[About this task]
Write each record again exactly as it stands.

[Data listing]
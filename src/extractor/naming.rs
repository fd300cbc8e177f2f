use std::collections::{HashMap, HashSet};

/// Longest base name kept, in characters, before any dedup suffix.
pub const MAX_NAME_CHARS: usize = 120;

const RESERVED_CHARS: [char; 9] = ['/', '\\', ':', '*', '?', '"', '<', '>', '|'];

const DEVICE_NAMES: [&str; 22] = [
    "CON", "PRN", "AUX", "NUL", "COM1", "COM2", "COM3", "COM4", "COM5", "COM6", "COM7", "COM8",
    "COM9", "LPT1", "LPT2", "LPT3", "LPT4", "LPT5", "LPT6", "LPT7", "LPT8", "LPT9",
];

/// Name used for rows without a usable name.
pub fn placeholder_name(row_index: usize) -> String {
    format!("Query_{}", row_index)
}

/// Turns free text into a single filesystem-safe path component.
/// Returns `None` when nothing usable is left.
pub fn sanitize_name(raw: &str) -> Option<String> {
    let replaced: String = raw
        .trim()
        .chars()
        .map(|c| {
            if RESERVED_CHARS.contains(&c) || c.is_control() || c.is_whitespace() {
                '_'
            } else {
                c
            }
        })
        .collect();

    let trimmed = replaced.trim_matches('.');
    let capped: String = trimmed.chars().take(MAX_NAME_CHARS).collect();
    let capped = capped.trim_end_matches('.');

    if capped.is_empty() {
        return None;
    }

    Some(escape_device_name(capped))
}

fn escape_device_name(name: &str) -> String {
    let (base, rest) = match name.find('.') {
        Some(pos) => name.split_at(pos),
        None => (name, ""),
    };

    if DEVICE_NAMES.contains(&base.to_uppercase().as_str()) {
        format!("{}_{}", base, rest)
    } else {
        name.to_string()
    }
}

/// Tracks the names handed out inside one output directory.
///
/// The first claim of a name keeps it bare; later claims get `_2`, `_3`, ...
/// Comparison ignores case so the result also holds on case-insensitive
/// filesystems.
#[derive(Debug, Default)]
pub struct NameRegistry {
    taken: HashSet<String>,
    next_suffix: HashMap<String, usize>,
}

impl NameRegistry {
    pub fn new() -> Self {
        Self::default()
    }

    pub fn claim(&mut self, base: &str) -> String {
        let key = base.to_lowercase();

        if self.taken.insert(key.clone()) {
            return base.to_string();
        }

        let mut suffix = self.next_suffix.get(&key).copied().unwrap_or(2);
        loop {
            let candidate = format!("{}_{}", base, suffix);
            suffix += 1;

            if self.taken.insert(candidate.to_lowercase()) {
                self.next_suffix.insert(key, suffix);
                return candidate;
            }
        }
    }

    pub fn len(&self) -> usize {
        self.taken.len()
    }

    pub fn is_empty(&self) -> bool {
        self.taken.is_empty()
    }
}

[Answer area]
filename src/extractor/naming.rs
repository fd300cbc8e177f2f
use std::collections::{HashMap, HashSet};

/// Longest base name kept, in characters, before any dedup suffix.
pub const MAX_NAME_CHARS: usize = 120;

const RESERVED_CHARS: [char; 9] = ['/', '\\', ':', '*', '?', '"', '<', '>', '|'];

const DEVICE_NAMES: [&str; 22] = [
    "CON", "PRN", "AUX", "NUL", "COM1", "COM2", "COM3", "COM4", "COM5", "COM6", "COM7", "COM8",
    "COM9", "LPT1", "LPT2", "LPT3", "LPT4", "LPT5", "LPT6", "LPT7", "LPT8", "LPT9",
];

/// Name used for rows without a usable name.
pub fn placeholder_name(row_index: usize) -> String {
    format!("Query_{}", row_index)
}

/// Turns free text into a single filesystem-safe path component.
/// Returns `None` when nothing usable is left.
pub fn sanitize_name(raw: &str) -> Option<String> {
    let replaced: String = raw
        .trim()
        .chars()
        .map(|c| {
            if RESERVED_CHARS.contains(&c) || c.is_control() || c.is_whitespace() {
                '_'
            } else {
                c
            }
        })
        .collect();

    let trimmed = replaced.trim_matches('.');
    let capped: String = trimmed.chars().take(MAX_NAME_CHARS).collect();
    let capped = capped.trim_end_matches('.');

    if capped.is_empty() {
        return None;
    }

    Some(escape_device_name(capped))
}

fn escape_device_name(name: &str) -> String {
    let (base, rest) = match name.find('.') {
        Some(pos) => name.split_at(pos),
        None => (name, ""),
    };

    if DEVICE_NAMES.contains(&base.to_uppercase().as_str()) {
        format!("{}_{}", base, rest)
    } else {
        name.to_string()
    }
}

/// Tracks the names handed out inside one output directory.
///
/// The first claim of a name keeps it bare; later claims get `_2`, `_3`, ...
/// Comparison ignores case so the result also holds on case-insensitive
/// filesystems.
#[derive(Debug, Default)]
pub struct NameRegistry {
    taken: HashSet<String>,
    next_suffix: HashMap<String, usize>,
}

impl NameRegistry {
    pub fn new() -> Self {
        Self::default()
    }

    pub fn claim(&mut self, base: &str) -> String {
        let key = base.to_lowercase();

        if self.taken.insert(key.clone()) {
            return base.to_string();
        }

        let mut suffix = self.next_suffix.get(&key).copied().unwrap_or(2);
        loop {
            let candidate = format!("{}_{}", base, suffix);
            suffix += 1;

            if self.taken.insert(candidate.to_lowercase()) {
                self.next_suffix.insert(key, suffix);
                return candidate;
            }
        }
    }

    pub fn len(&self) -> usize {
        self.taken.len()
    }

    pub fn is_empty(&self) -> bool {
        self.taken.is_empty()
    }
}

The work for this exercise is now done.